Prior to that, the Puritans were mostly romanticized as an American ideal. According to research by Brooks Holifield, professor of American church history at Emory University in Atlanta, the late 1800s saw increasing but sporadically negative portrayals of the Puritans, followed by full-blown disdain during the cultural upheaval of "the roaring '20s."

It was journalist H.L. Mencken who in 1928 famously defined "puritanism" as "the haunting fear that someone, somewhere, may be happy."

Said Norton, "That gave Puritans a bad name from which they never recovered."

Despite academics' efforts to set the record straight, Puritans continue to be cast wearing drab clothing, when in fact they often wore colorful outfits for their era. They're portrayed as teetotalers, when records show they consumed large quantities of beer, rum, ale and alcoholic cider. They're blamed for burning witches in Salem, even though convicted witches were usually hanged, not burned, and with less frequency and more due process of law than in Europe.

Norton, author of the book on the witch trials, contends that Puritanism wasn't the cause of what happened in Salem. A better explanation is a 17th century mind-set of intolerance and superstition prevalent worldwide, combined with a volatile mix of Massachusetts circumstances.

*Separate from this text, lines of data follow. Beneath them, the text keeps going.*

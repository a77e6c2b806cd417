use crate::context::SubmissionContext;
use crate::error::{SubmissionError, SubmissionKind};
use chrono::{Duration, Utc};
use droptally_db::db;
use std::collections::VecDeque;
use std::sync::Mutex;

const RING_CAPACITY: usize = 1000;
const DB_WINDOW_HOURS: i64 = 1;

/// Per-kind FIFO rings of recently seen unique ids. The ring absorbs hot
/// replays without a DB round trip; the DB window check behind it survives
/// restarts.
pub struct DedupCache {
    rings: [Mutex<VecDeque<String>>; 5],
}

impl Default for DedupCache {
    fn default() -> Self {
        Self {
            rings: std::array::from_fn(|_| Mutex::new(VecDeque::with_capacity(RING_CAPACITY))),
        }
    }
}

fn ring_index(kind: SubmissionKind) -> Option<usize> {
    match kind {
        SubmissionKind::Drop => Some(0),
        SubmissionKind::PersonalBest => Some(1),
        SubmissionKind::CombatAchievement => Some(2),
        SubmissionKind::CollectionLog => Some(3),
        SubmissionKind::Pet => Some(4),
        SubmissionKind::AdventureLog => None,
    }
}

impl DedupCache {
    /// Records the id in the ring. Returns false when the id was already
    /// present (a replay).
    pub fn observe(&self, kind: SubmissionKind, unique_id: &str) -> bool {
        let Some(index) = ring_index(kind) else {
            return true;
        };
        let mut ring = self.rings[index].lock().expect("dedup ring poisoned");
        if ring.iter().any(|seen| seen == unique_id) {
            return false;
        }
        if ring.len() >= RING_CAPACITY {
            ring.pop_front();
        }
        ring.push_back(unique_id.to_string());
        true
    }
}

/// The full dedup gate: ring first, then the one-hour DB window. Errors with
/// `Duplicate` when the submission has been seen.
pub async fn ensure_can_create(
    ctx: &SubmissionContext,
    kind: SubmissionKind,
    unique_id: Option<&str>,
) -> Result<(), SubmissionError> {
    let Some(unique_id) = unique_id else {
        // Nothing to deduplicate on; old plugin builds omit the uuid.
        return Ok(());
    };

    if !ctx.dedup.observe(kind, unique_id) {
        return Err(SubmissionError::Duplicate);
    }

    let since = Utc::now() - Duration::hours(DB_WINDOW_HOURS);
    let unique_id = unique_id.to_string();
    let exists = ctx
        .run_db(move |conn| {
            let exists = match kind {
                SubmissionKind::Drop => db::recent_drop_with_unique_id(conn, &unique_id, since)?,
                SubmissionKind::PersonalBest => {
                    db::recent_pb_with_unique_id(conn, &unique_id, since)?
                }
                SubmissionKind::CombatAchievement => {
                    db::recent_ca_with_unique_id(conn, &unique_id, since)?
                }
                SubmissionKind::CollectionLog => {
                    db::recent_clog_with_unique_id(conn, &unique_id, since)?
                }
                SubmissionKind::Pet => db::recent_pet_with_unique_id(conn, &unique_id, since)?,
                SubmissionKind::AdventureLog => false,
            };
            Ok(exists)
        })
        .await?;

    if exists {
        return Err(SubmissionError::Duplicate);
    }
    Ok(())
}

#[cfg(test)]
mod tests {
    use super::*;

    #[test]
    fn second_observation_of_an_id_is_a_replay() {
        let cache = DedupCache::default();
        assert!(cache.observe(SubmissionKind::Drop, "u1"));
        assert!(!cache.observe(SubmissionKind::Drop, "u1"));
        // Same id under a different kind is a different submission.
        assert!(cache.observe(SubmissionKind::Pet, "u1"));
    }

    #[test]
    fn ring_evicts_oldest_at_capacity() {
        let cache = DedupCache::default();
        for i in 0..RING_CAPACITY {
            assert!(cache.observe(SubmissionKind::Drop, &format!("u{i}")));
        }
        // Capacity reached; inserting one more evicts u0.
        assert!(cache.observe(SubmissionKind::Drop, "overflow"));
        assert!(cache.observe(SubmissionKind::Drop, "u0"));
        assert!(!cache.observe(SubmissionKind::Drop, "overflow"));
    }
}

"There wasn't anything particularly Puritan about the witchcraft trials," she said.

But there is something Puritan about America as we've always known it, argues Charles Haynes, senior scholar of the First Amendment Center, a research group in Arlington, Va. He cites politics, and the influence of John Winthrop, as just one example.

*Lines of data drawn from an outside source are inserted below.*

use crate::context::SubmissionContext;
use crate::error::SubmissionError;
use chrono::Utc;
use droptally_db::db;
use droptally_db::models::{DbPlayer, NewNotification};
use hashbrown::HashMap;
use log::{debug, warn};
use sha2::{Digest, Sha256};
use std::collections::VecDeque;
use std::sync::Mutex;

const WINDOW_CAPACITY: usize = 100;

/// Per-group windows of recently enqueued payload hashes. Suppresses the
/// duplicate rows a burst of identical submissions would otherwise create
/// before the DB unique index even sees them. Group key 0 holds groupless
/// notifications.
pub struct NotificationDeduper {
    windows: Mutex<HashMap<i32, VecDeque<String>>>,
}

impl Default for NotificationDeduper {
    fn default() -> Self {
        Self {
            windows: Mutex::new(HashMap::new()),
        }
    }
}

impl NotificationDeduper {
    /// Records the hash in the group's window. Returns false when the same
    /// payload was recently enqueued for this group.
    pub fn observe(&self, group_id: Option<i32>, payload_hash: &str) -> bool {
        let mut windows = self.windows.lock().expect("notification window poisoned");
        let window = windows.entry(group_id.unwrap_or(0)).or_default();
        if window.iter().any(|seen| seen == payload_hash) {
            return false;
        }
        if window.len() >= WINDOW_CAPACITY {
            window.pop_front();
        }
        window.push_back(payload_hash.to_string());
        true
    }
}

pub fn payload_hash(payload: &str) -> String {
    hex::encode(Sha256::digest(payload.as_bytes()))
}

/// Enqueues a pending notification, deduplicated by payload hash within the
/// group's window and backstopped by the DB unique index. Returns the new
/// row id, or None when suppressed.
pub async fn enqueue(
    ctx: &SubmissionContext,
    kind: &str,
    player_id: i32,
    data: &serde_json::Value,
    group_id: Option<i32>,
) -> Result<Option<i64>, SubmissionError> {
    let mut data = data.clone();
    if !ctx.config.discord_message_footer.is_empty() {
        if let Some(object) = data.as_object_mut() {
            object
                .entry("footer")
                .or_insert_with(|| ctx.config.discord_message_footer.clone().into());
        }
    }
    let payload = serde_json::to_string(&data)
        .map_err(|e| SubmissionError::internal(format!("unserializable payload: {e}")))?;

    if !ctx.notifications.observe(group_id, &payload_hash(&payload)) {
        debug!("Suppressing repeat {kind} notification for group {group_id:?}");
        return Ok(None);
    }

    let queue_length = ctx.config.queue_length;
    let kind = kind.to_string();
    ctx.run_db(move |conn| {
        let pending = db::pending_notification_count(conn)?;
        if pending > queue_length {
            warn!("Notification queue depth {pending} exceeds advisory cap {queue_length}");
        }
        let id = db::insert_notification(
            conn,
            &NewNotification {
                notification_type: &kind,
                player_id,
                group_id,
                data: &payload,
                status: "pending",
                created_at: Utc::now().naive_utc(),
            },
        )?;
        Ok(id)
    })
    .await
}

/// Enqueues a DM notification when the player's owning user has opted in to
/// the given preference key. DM notifications carry no group.
pub async fn enqueue_dm_if_enabled(
    ctx: &SubmissionContext,
    player: &DbPlayer,
    preference_key: &str,
    kind: &str,
    data: &serde_json::Value,
) -> Result<(), SubmissionError> {
    let Some(user_id) = player.user_id else {
        return Ok(());
    };

    let key = preference_key.to_string();
    let enabled = ctx
        .run_db(move |conn| {
            let value = db::user_config_value(conn, user_id, &key)?;
            Ok(matches!(value.as_deref(), Some("true") | Some("1")))
        })
        .await?;

    if enabled {
        enqueue(ctx, kind, player.player_id, data, None).await?;
    }
    Ok(())
}

#[cfg(test)]
mod tests {
    use super::*;

    #[test]
    fn repeat_payloads_are_suppressed_per_group() {
        let deduper = NotificationDeduper::default();
        let hash = payload_hash("{\"drop_id\":1}");
        assert!(deduper.observe(Some(5), &hash));
        assert!(!deduper.observe(Some(5), &hash));
        // A different group has its own window.
        assert!(deduper.observe(Some(6), &hash));
        // So do groupless notifications.
        assert!(deduper.observe(None, &hash));
    }

    #[test]
    fn windows_are_bounded() {
        let deduper = NotificationDeduper::default();
        for i in 0..WINDOW_CAPACITY {
            assert!(deduper.observe(Some(1), &payload_hash(&format!("p{i}"))));
        }
        assert!(deduper.observe(Some(1), &payload_hash("overflow")));
        // p0 has been evicted and may be enqueued again.
        assert!(deduper.observe(Some(1), &payload_hash("p0")));
    }
}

Winthrop, Puritan governor of the Massachusetts Bay Company, gave a 1630 sermon called "A Model of Christian Charity." Winthrop used a phrase from the New Testament's Matthew 5:14, referring to America as a "city on a hill" that would inspire and lead the world.

It has become customary for American presidential candidates to give at least one "city on a hill" speech, Haynes said, noting that Ronald Reagan repeatedly used the phrase as his overarching vision for the country. Similarly, Bill Clinton used the Puritan language of "new covenant" to describe his political agenda.

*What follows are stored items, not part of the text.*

/// Creates or updates a player's recurring grant. An amount increase
/// (upgrade) pulls the next due time to now so the next sweep grants
/// immediately.
pub fn ensure_recurring_grant(
    conn: &mut PgConnection,
    player_id: i32,
    source: &str,
    amount_per_month: i64,
    external_ref: Option<&str>,
    start_immediately: bool,
) -> Result<i64, SubmissionError> {
    if !matches!(source, "subscription" | "nitro" | "custom") {
        return Err(SubmissionError::validation("invalid recurring grant source"));
    }
    if amount_per_month <= 0 {
        return Err(SubmissionError::validation("amount must be positive"));
    }

    let now: DateTime<Utc> = Utc::now();
    conn.transaction(|conn| {
        let existing = db::find_recurring_grant(conn, player_id, source, external_ref)?;
        let Some(grant) = existing else {
            let next_due = if start_immediately {
                now.naive_utc()
            } else {
                add_months(now.naive_utc(), 1)
            };
            let id = db::insert_recurring_grant(
                conn,
                &NewRecurringPointGrant {
                    player_id,
                    source,
                    external_ref,
                    amount_per_period: amount_per_month,
                    cadence: "monthly",
                    last_granted_at: None,
                    next_due_at: Some(next_due),
                    status: "active",
                },
            )?;
            return Ok(id);
        };

        let upgraded = amount_per_month > grant.amount_per_period;
        let next_due = if upgraded {
            Some(now.naive_utc())
        } else if grant.status != "active" {
            match grant.next_due_at {
                Some(due) if due <= now.naive_utc() => Some(due),
                _ => Some(now.naive_utc()),
            }
        } else {
            grant.next_due_at
        };
        db::update_recurring_grant(conn, grant.id, amount_per_month, "active", next_due)?;
        Ok(grant.id)
    })
}

pub fn cancel_recurring_grant(
    conn: &mut PgConnection,
    player_id: i32,
    source: &str,
    external_ref: Option<&str>,
) -> Result<bool, SubmissionError> {
    conn.transaction(|conn| {
        let Some(grant) = db::find_recurring_grant(conn, player_id, source, external_ref)? else {
            return Ok(false);
        };
        db::update_recurring_grant(conn, grant.id, grant.amount_per_period, "cancelled", None)?;
        Ok(true)
    })
}

#[cfg(test)]
mod tests {
    use super::*;
    use chrono::NaiveDate;

    fn credit(
        id: i64,
        remaining: i64,
        earned_day: u32,
        expires: Option<(i32, u32, u32)>,
    ) -> DbPointCredit {
        DbPointCredit {
            id,
            player_id: Some(1),
            group_id: None,
            source: "test".to_string(),
            amount: remaining,
            amount_remaining: remaining,
            earned_at: NaiveDate::from_ymd_opt(2025, 1, earned_day)
                .unwrap()
                .and_hms_opt(0, 0, 0)
                .unwrap(),
            expires_at: expires.map(|(y, m, d)| {
                NaiveDate::from_ymd_opt(y, m, d)
                    .unwrap()
                    .and_hms_opt(0, 0, 0)
                    .unwrap()
            }),
            status: "active".to_string(),
            revoked_at: None,
            revocation_reason: None,
        }
    }

    #[test]
    fn draws_soonest_expiry_first_then_never_expiring() {
        // c1 expires, c2 never does; the feature costs 40.
        let credits = vec![
            credit(2, 30, 1, None),
            credit(1, 30, 2, Some((2025, 2, 1))),
        ];
        let allocations = plan_allocations(&credits, 40).unwrap();
        assert_eq!(
            allocations,
            vec![
                Allocation { credit_id: 1, amount: 30 },
                Allocation { credit_id: 2, amount: 10 },
            ]
        );
        let total: i64 = allocations.iter().map(|a| a.amount).sum();
        assert_eq!(total, 40);
    }

    #[test]
    fn ties_break_on_earned_at_then_id() {
        let credits = vec![
            credit(3, 10, 2, Some((2025, 3, 1))),
            credit(2, 10, 1, Some((2025, 3, 1))),
            credit(1, 10, 1, Some((2025, 3, 1))),
        ];
        let allocations = plan_allocations(&credits, 25).unwrap();
        let order: Vec<i64> = allocations.iter().map(|a| a.credit_id).collect();
        assert_eq!(order, vec![1, 2, 3]);
    }

    #[test]
    fn insufficient_points_fails_without_partial_plans() {
        let credits = vec![credit(1, 10, 1, None)];
        match plan_allocations(&credits, 40) {
            Err(SubmissionError::InsufficientPoints {
                required,
                available,
            }) => {
                assert_eq!(required, 40);
                assert_eq!(available, 10);
            }
            other => panic!("expected InsufficientPoints, got {other:?}"),
        }
    }

    #[test]
    fn month_addition_clamps_to_month_end() {
        let jan31 = NaiveDate::from_ymd_opt(2025, 1, 31)
            .unwrap()
            .and_hms_opt(9, 30, 0)
            .unwrap();
        assert_eq!(
            add_months(jan31, 1),
            NaiveDate::from_ymd_opt(2025, 2, 28)
                .unwrap()
                .and_hms_opt(9, 30, 0)
                .unwrap()
        );
        // Leap year February keeps the 29th.
        let jan31_leap = NaiveDate::from_ymd_opt(2024, 1, 31)
            .unwrap()
            .and_hms_opt(0, 0, 0)
            .unwrap();
        assert_eq!(add_months(jan31_leap, 1).day(), 29);

        let dec15 = NaiveDate::from_ymd_opt(2025, 12, 15)
            .unwrap()
            .and_hms_opt(0, 0, 0)
            .unwrap();
        let advanced = add_months(dec15, 1);
        assert_eq!((advanced.year(), advanced.month(), advanced.day()), (2026, 1, 15));
    }
}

"We are all Puritans today in how we see the world and how we see America's place in the world," Haynes said.

Credit is given to the Puritans, and more specifically the Pilgrims, for establishing the first Thanksgiving, in 1621, in gratitude for having survived a harsh winter that claimed many lives. But even here, scholars challenge the popular picture.

They point out that the Puritans proclaimed days of thanks throughout the year when good things happened and declared days of fasting and atonement when bad things happened. There is little doubt that a feast was shared with Wampanoag Indians in 1621, but some argue it was more a traditional English celebration of the harvest.

Virtually all scholars agree there was no original intent for an annual holiday. That didn't occur until 1863, when Lincoln officially set aside the last Thursday of November as a national Day of Thanksgiving.

Whatever really happened in 1621, Norton gives the Puritans some credit for our modern day of turkey, pumpkin pie and pro football.

"The purpose was to thank God for something good that happened," she said. "So in a sense, we do owe our Thanksgiving to them."